Although I'm technically not running what Avid's calling HD Native (with Avid interface and PCIe card), I'm running essentially the same thing with full native (i.e. third party interface). However, with the Complete Production Toolkit 2 I have almost all the same features as HD Native. Avid has stated that it is identical in features, but I've found one or two minor differences -- other than that, same feature set.

I'm having good success with the system. It's running on a Mac Pro 4-core machine (two dual core processors) and plenty of memory -- 8gb up until last night when I maxed the machine out to 16gb.

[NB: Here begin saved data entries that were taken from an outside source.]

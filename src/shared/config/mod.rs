//! Application configuration module
//!
//! Provides the configuration types shared by the client. Values come from
//! an optional `rutafy.toml` file and the builder; environment overrides are
//! applied by [`crate::egui_app::config::Config`].
//!
//! ```toml
//! server_url = "https://routes.example.org"
//! storage_dir = "/var/lib/rutafy"
//! ```

use std::path::{Path, PathBuf};

use serde::Deserialize;
use thiserror::Error;

/// Application configuration
#[derive(Debug, Clone, Default, PartialEq, Deserialize)]
pub struct AppConfig {
    /// Base URL of the routes API
    #[serde(default)]
    pub server_url: Option<String>,
    /// Directory holding the persisted session
    #[serde(default)]
    pub storage_dir: Option<PathBuf>,
}

impl AppConfig {
    /// Create a new AppConfigBuilder
    pub fn builder() -> AppConfigBuilder {
        AppConfigBuilder::default()
    }

    /// The well-known filename for the config file.
    pub fn filename() -> &'static str {
        "rutafy.toml"
    }

    /// Parse from a TOML string and validate.
    pub fn from_toml(s: &str) -> Result<Self, ConfigError> {
        let mut config: Self = toml::from_str(s)?;
        config.server_url = config.server_url.map(|url| normalize_url(&url)).transpose()?;
        Ok(config)
    }

    /// Load a config file. A missing file yields the default configuration.
    pub fn load(path: &Path) -> Result<Self, ConfigError> {
        match std::fs::read_to_string(path) {
            Ok(contents) => Self::from_toml(&contents),
            Err(err) if err.kind() == std::io::ErrorKind::NotFound => Ok(Self::default()),
            Err(err) => Err(err.into()),
        }
    }

    /// Overlay `other` on top of `self`; set fields in `other` win.
    pub fn merge(self, other: AppConfig) -> Self {
        Self {
            server_url: other.server_url.or(self.server_url),
            storage_dir: other.storage_dir.or(self.storage_dir),
        }
    }
}

/// Builder for AppConfig
#[derive(Debug, Default)]
pub struct AppConfigBuilder {
    server_url: Option<String>,
    storage_dir: Option<PathBuf>,
}

impl AppConfigBuilder {
    /// Set the server URL
    pub fn server_url(mut self, url: impl Into<String>) -> Self {
        self.server_url = Some(url.into());
        self
    }

    /// Set the session storage directory
    pub fn storage_dir(mut self, dir: impl Into<PathBuf>) -> Self {
        self.storage_dir = Some(dir.into());
        self
    }

    /// Build the configuration
    pub fn build(self) -> Result<AppConfig, ConfigError> {
        let server_url = self.server_url.map(|url| normalize_url(&url)).transpose()?;
        Ok(AppConfig {
            server_url,
            storage_dir: self.storage_dir,
        })
    }
}

/// Accept only absolute http(s) URLs; strip the trailing slash so paths can
/// be appended verbatim.
fn normalize_url(url: &str) -> Result<String, ConfigError> {
    let parsed = reqwest::Url::parse(url).map_err(|_| ConfigError::InvalidUrl(url.to_string()))?;
    if !matches!(parsed.scheme(), "http" | "https") || parsed.host_str().is_none() {
        return Err(ConfigError::InvalidUrl(url.to_string()));
    }
    Ok(url.trim_end_matches('/').to_string())
}

/// Configuration errors
#[derive(Debug, Error)]
pub enum ConfigError {
    #[error("invalid URL: {0}")]
    InvalidUrl(String),
    #[error("cannot read config file: {0}")]
    Io(#[from] std::io::Error),
    #[error("cannot parse config file: {0}")]
    Parse(#[from] toml::de::Error),
}
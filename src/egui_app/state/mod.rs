use std::sync::mpsc::{channel, Receiver, Sender};

use eframe::egui;
use tokio::runtime::Runtime;

use crate::egui_app::api::ApiClient;
use crate::egui_app::controllers::{
    self, login, Command, Controllers, Event, LoginCommand,
};
use crate::egui_app::navigation::Screen;
use crate::egui_app::session::{Session, SessionStore};
use crate::egui_app::Config;
use crate::shared::error::StartupError;

/// An event produced by a command, tagged with the mount it belongs to.
type Tagged = (u64, Event);

/// Central application state shared across egui views.
pub struct AppState {
    pub config: Config,
    pub screen: Screen,
    pub controllers: Controllers,
    /// Session as of the last mount, poll or logout. Read by the views.
    pub session: Session,
    store: SessionStore,
    api: ApiClient,
    runtime: Runtime,
    mount_id: u64,
    events_tx: Sender<Tagged>,
    events_rx: Receiver<Tagged>,
    repaint: Option<egui::Context>,
}

impl AppState {
    pub fn new(config: Config, store: SessionStore) -> Result<Self, StartupError> {
        let api = ApiClient::new(&config, store.clone())?;
        let runtime = tokio::runtime::Builder::new_multi_thread()
            .worker_threads(2)
            .thread_name("rutafy-io")
            .enable_all()
            .build()?;
        let (events_tx, events_rx) = channel();

        tracing::info!("AppState initialized against {}", config.server_url());

        let mut state = Self {
            config,
            screen: Screen::Home,
            controllers: Controllers::default(),
            session: store.snapshot(),
            store,
            api,
            runtime,
            mount_id: 0,
            events_tx,
            events_rx,
            repaint: None,
        };
        state.navigate(Screen::Home);
        Ok(state)
    }

    /// Ask egui to repaint whenever a command finishes.
    pub fn set_repaint_context(&mut self, ctx: egui::Context) {
        self.repaint = Some(ctx);
    }

    pub fn mount_id(&self) -> u64 {
        self.mount_id
    }

    pub fn is_logged_in(&self) -> bool {
        self.session.is_authenticated()
    }

    /// Email of the cached user, shown in the top bar.
    pub fn user_email(&self) -> Option<&str> {
        self.session.user.as_ref().map(|u| u.email.as_str())
    }

    /// Mount `screen` with a fresh controller. Results still in flight for
    /// the previous mount will be discarded.
    pub fn navigate(&mut self, screen: Screen) {
        self.mount_id += 1;
        self.screen = screen;
        self.session = self.store.snapshot();
        tracing::debug!("mount #{} {}", self.mount_id, screen.path());

        let commands = self.controllers.mount(screen, self.session.clone());
        self.spawn(self.mount_id, commands);
    }

    pub fn navigate_to_path(&mut self, path: &str) {
        self.navigate(Screen::resolve(path));
    }

    /// Feed a UI event to its controller and start the resulting commands.
    pub fn dispatch(&mut self, event: Event) {
        let commands = self.controllers.dispatch(event);
        self.spawn(self.mount_id, commands);
    }

    /// Drain finished commands. Called once per frame.
    pub fn poll(&mut self) {
        let mut changed = false;
        while let Ok((mount_id, event)) = self.events_rx.try_recv() {
            changed = true;
            if mount_id == self.mount_id {
                self.dispatch(event);
            } else if event.outlives_mount() {
                // Keep the cached profile in step with the stored token.
                tracing::debug!("login finished after leaving the screen");
                self.spawn(mount_id, vec![Command::Login(LoginCommand::FetchProfile)]);
            } else {
                tracing::debug!("discarding stale event from mount #{}", mount_id);
            }
        }
        if changed {
            self.session = self.store.snapshot();
        }
    }

    /// Clear the session and re-mount the current screen so that
    /// authenticated-only affordances disappear at once.
    pub fn logout(&mut self) {
        let current = std::mem::take(&mut self.controllers.login);
        self.controllers.login = match login::logout(current, &self.store) {
            Ok(state) => state,
            Err(err) => {
                tracing::error!("logout failed to clear the session: {}", err);
                return;
            }
        };
        tracing::info!("logged out");
        self.navigate(self.screen);
    }

    fn spawn(&self, mount_id: u64, commands: Vec<Command>) {
        for command in commands {
            let api = self.api.clone();
            let tx = self.events_tx.clone();
            let repaint = self.repaint.clone();
            self.runtime.spawn(async move {
                if let Some(event) = controllers::execute(command, &api).await {
                    // The receiver only goes away with the app.
                    let _ = tx.send((mount_id, event));
                    if let Some(ctx) = repaint {
                        ctx.request_repaint();
                    }
                }
            });
        }
    }
}
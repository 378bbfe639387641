//! Search Controller
//!
//! Criteria and results for `GET /routes`. Category and place options are
//! loaded once per mount.

use crate::egui_app::api::ApiClient;
use crate::egui_app::session::Session;
use crate::shared::models::{Route, SearchCriteria};

#[derive(Debug, Clone, Default, PartialEq)]
pub struct SearchState {
    pub criteria: SearchCriteria,
    pub results: Vec<Route>,
    pub all_categories: Vec<String>,
    pub all_places: Vec<String>,
    pub logged_in: bool,
    pub searching: bool,
}

impl SearchState {
    /// Favourite buttons are shown only with a session token.
    pub fn can_favourite(&self) -> bool {
        self.logged_in
    }
}

#[derive(Debug, Clone, PartialEq)]
pub enum SearchEvent {
    Mounted(Session),
    CategoriesLoaded(Vec<String>),
    PlaceNamesLoaded(Vec<String>),
    MinutesChanged(u32),
    CategoryPicked(String),
    PlacePicked(String),
    Cleared,
    SearchRequested,
    ResultsLoaded(Vec<Route>),
    /// Route id.
    FavouriteRequested(String),
    /// Place name, from a place listed in a result.
    PlaceFavouriteRequested(String),
}

#[derive(Debug, Clone, PartialEq, Eq)]
pub enum SearchCommand {
    LoadCategories,
    LoadPlaceNames,
    Search(SearchCriteria),
    MakeFavourite(String),
    MakePlaceFavourite(String),
}

impl SearchCommand {
    pub fn requires_auth(&self) -> bool {
        matches!(
            self,
            SearchCommand::MakeFavourite(_) | SearchCommand::MakePlaceFavourite(_)
        )
    }
}

pub fn reduce(mut state: SearchState, event: SearchEvent) -> (SearchState, Vec<SearchCommand>) {
    match event {
        SearchEvent::Mounted(session) => {
            state.logged_in = session.is_authenticated();
            (
                state,
                vec![SearchCommand::LoadCategories, SearchCommand::LoadPlaceNames],
            )
        }
        SearchEvent::CategoriesLoaded(categories) => {
            state.all_categories = categories;
            (state, vec![])
        }
        SearchEvent::PlaceNamesLoaded(names) => {
            state.all_places = names;
            (state, vec![])
        }
        SearchEvent::MinutesChanged(minutes) => {
            state.criteria.minutes = minutes;
            (state, vec![])
        }
        SearchEvent::CategoryPicked(category) => {
            state.criteria.categories.push(category);
            (state, vec![])
        }
        SearchEvent::PlacePicked(place) => {
            state.criteria.places.push(place);
            (state, vec![])
        }
        SearchEvent::Cleared => {
            state.criteria = SearchCriteria::default();
            (state, vec![])
        }
        SearchEvent::SearchRequested => {
            state.searching = true;
            let command = SearchCommand::Search(state.criteria.clone());
            (state, vec![command])
        }
        SearchEvent::ResultsLoaded(routes) => {
            state.results = routes;
            state.searching = false;
            (state, vec![])
        }
        SearchEvent::FavouriteRequested(route_id) => {
            if !state.can_favourite() {
                return (state, vec![]);
            }
            (state, vec![SearchCommand::MakeFavourite(route_id)])
        }
        SearchEvent::PlaceFavouriteRequested(name) => {
            if !state.can_favourite() {
                return (state, vec![]);
            }
            (state, vec![SearchCommand::MakePlaceFavourite(name)])
        }
    }
}

pub async fn execute(command: SearchCommand, api: &ApiClient) -> Option<SearchEvent> {
    match command {
        SearchCommand::LoadCategories => {
            let categories = api.categories().await.unwrap_or_else(|err| {
                tracing::warn!("categories unavailable: {}", err);
                Vec::new()
            });
            Some(SearchEvent::CategoriesLoaded(categories))
        }
        SearchCommand::LoadPlaceNames => {
            let names = api.place_names().await.unwrap_or_else(|err| {
                tracing::warn!("place names unavailable: {}", err);
                Vec::new()
            });
            Some(SearchEvent::PlaceNamesLoaded(names))
        }
        SearchCommand::Search(criteria) => {
            let routes = api.search_routes(&criteria).await.unwrap_or_else(|err| {
                tracing::warn!("route search failed: {}", err);
                Vec::new()
            });
            tracing::debug!("{} routes found", routes.len());
            Some(SearchEvent::ResultsLoaded(routes))
        }
        SearchCommand::MakeFavourite(route_id) => {
            // No feedback on failure; the favourites screen shows the truth.
            if let Err(err) = api.make_route_favourite(&route_id).await {
                tracing::debug!("favourite {} not saved: {}", route_id, err);
            }
            None
        }
        SearchCommand::MakePlaceFavourite(name) => {
            if let Err(err) = api.make_place_favourite(&name).await {
                tracing::debug!("favourite place {} not saved: {}", name, err);
            }
            None
        }
    }
}
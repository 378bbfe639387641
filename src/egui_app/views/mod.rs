use eframe::egui;

use crate::egui_app::controllers::Event;
use crate::egui_app::navigation::Screen;
use crate::egui_app::state::AppState;
use crate::egui_app::theme::{colors, styles};

pub mod add_view;
pub mod favourites_view;
pub mod home_view;
pub mod login_view;
pub mod profile_view;
pub mod route_card;
pub mod search_view;
pub mod statistics_view;

pub fn render_top_bar(ctx: &egui::Context, state: &mut AppState) {
    let frame_style = egui::Frame::default()
        .fill(colors::TOP_BAR_BG)
        .inner_margin(egui::Margin::symmetric(12, 8));

    egui::TopBottomPanel::top("top_panel")
        .frame(frame_style)
        .show(ctx, |ui| {
            let mut target = None;

            ui.horizontal(|ui| {
                ui.colored_label(colors::TEXT_LIGHT, egui::RichText::new("🧭 Rutafy").size(18.0).strong());
                ui.add_space(16.0);

                for screen in Screen::MENU {
                    if ui.selectable_label(state.screen == screen, screen.label()).clicked() {
                        target = Some(screen);
                    }
                }

                ui.with_layout(egui::Layout::right_to_left(egui::Align::Center), |ui| {
                    if state.is_logged_in() {
                        if ui.button("Logout").clicked() {
                            state.logout();
                        }
                        if let Some(email) = state.user_email() {
                            ui.colored_label(colors::TEXT_SECONDARY, email);
                        }
                    }
                });
            });

            if let Some(screen) = target {
                state.navigate(screen);
            }
        });
}

pub fn render_main_panel(ctx: &egui::Context, state: &mut AppState) {
    egui::CentralPanel::default()
        .frame(styles::page_frame())
        .show(ctx, |ui| {
            egui::ScrollArea::vertical()
                .auto_shrink([false, false])
                .show(ui, |ui| match state.screen {
                    Screen::Home => home_view::render(ui, state),
                    Screen::Search => search_view::render(ui, state),
                    Screen::Add => add_view::render(ui, state),
                    Screen::Favourites => favourites_view::render(ui, state),
                    Screen::Profile => profile_view::render(ui, state),
                    Screen::Statistics => statistics_view::render(ui, state),
                    Screen::Login => login_view::render(ui, state),
                });
        });
}

/// Shown instead of authenticated content when there is no session.
fn render_login_prompt(ui: &mut egui::Ui, state: &mut AppState, what: &str) {
    ui.add_space(40.0);
    ui.vertical_centered(|ui| {
        ui.colored_label(
            colors::TEXT_SECONDARY,
            format!("You need to log in to see {}.", what),
        );
        ui.add_space(12.0);
        if ui
            .add(egui::Button::new("Go to login").fill(colors::ACCENT))
            .clicked()
        {
            state.navigate(Screen::Login);
        }
    });
}

/// Dispatch the events a view collected while rendering.
fn flush(state: &mut AppState, events: Vec<Event>) {
    for event in events {
        state.dispatch(event);
    }
}

/// A combo box listing `options`; returns the one clicked, if any.
fn picker(ui: &mut egui::Ui, id: &str, prompt: &str, options: &[String]) -> Option<String> {
    let mut picked = None;
    egui::ComboBox::from_id_salt(id)
        .selected_text(prompt)
        .width(260.0)
        .show_ui(ui, |ui| {
            for option in options {
                if ui.selectable_label(false, option.as_str()).clicked() {
                    picked = Some(option.clone());
                }
            }
        });
    picked
}

fn chips(ui: &mut egui::Ui, items: &[String]) {
    ui.horizontal_wrapped(|ui| {
        for item in items {
            styles::chip(ui, item);
        }
    });
}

No crashes -- and plugins work great. I have a full feature film (about a 106 minute timeline) loaded into one session to which I keep adding tracks and P.T. handles it with aplomb. Including main tracks, hidden tracks where I hide dups or other edits, and sub-mix stems, etc., I'm at above 70 tracks with well over half of them stereo. I'm also running an HD video track in the session. Oh, and lots of plug-ins, multi-band E.Q.s, compressors, several rebverbs, (including several instances of two different convolution reverbs), and various other plugins -- most tracks have a set of at least two or three plug-ins, along with several sends. If I stop to think about it I have to say I'm a little surprised that a fully native system can handle so much, so gracefully.

Early on I had a crashing issue under a given, repeatable circumstance. The combination of a MOTU 828MK2 interface driver and BlackMagic Design video card driver caused a crash when I brought up the "System" window within Pro Tools, other than that it was rock solid. With the change to an RME Fireface 800 interface (for quality reasons), even that little anomaly is gone.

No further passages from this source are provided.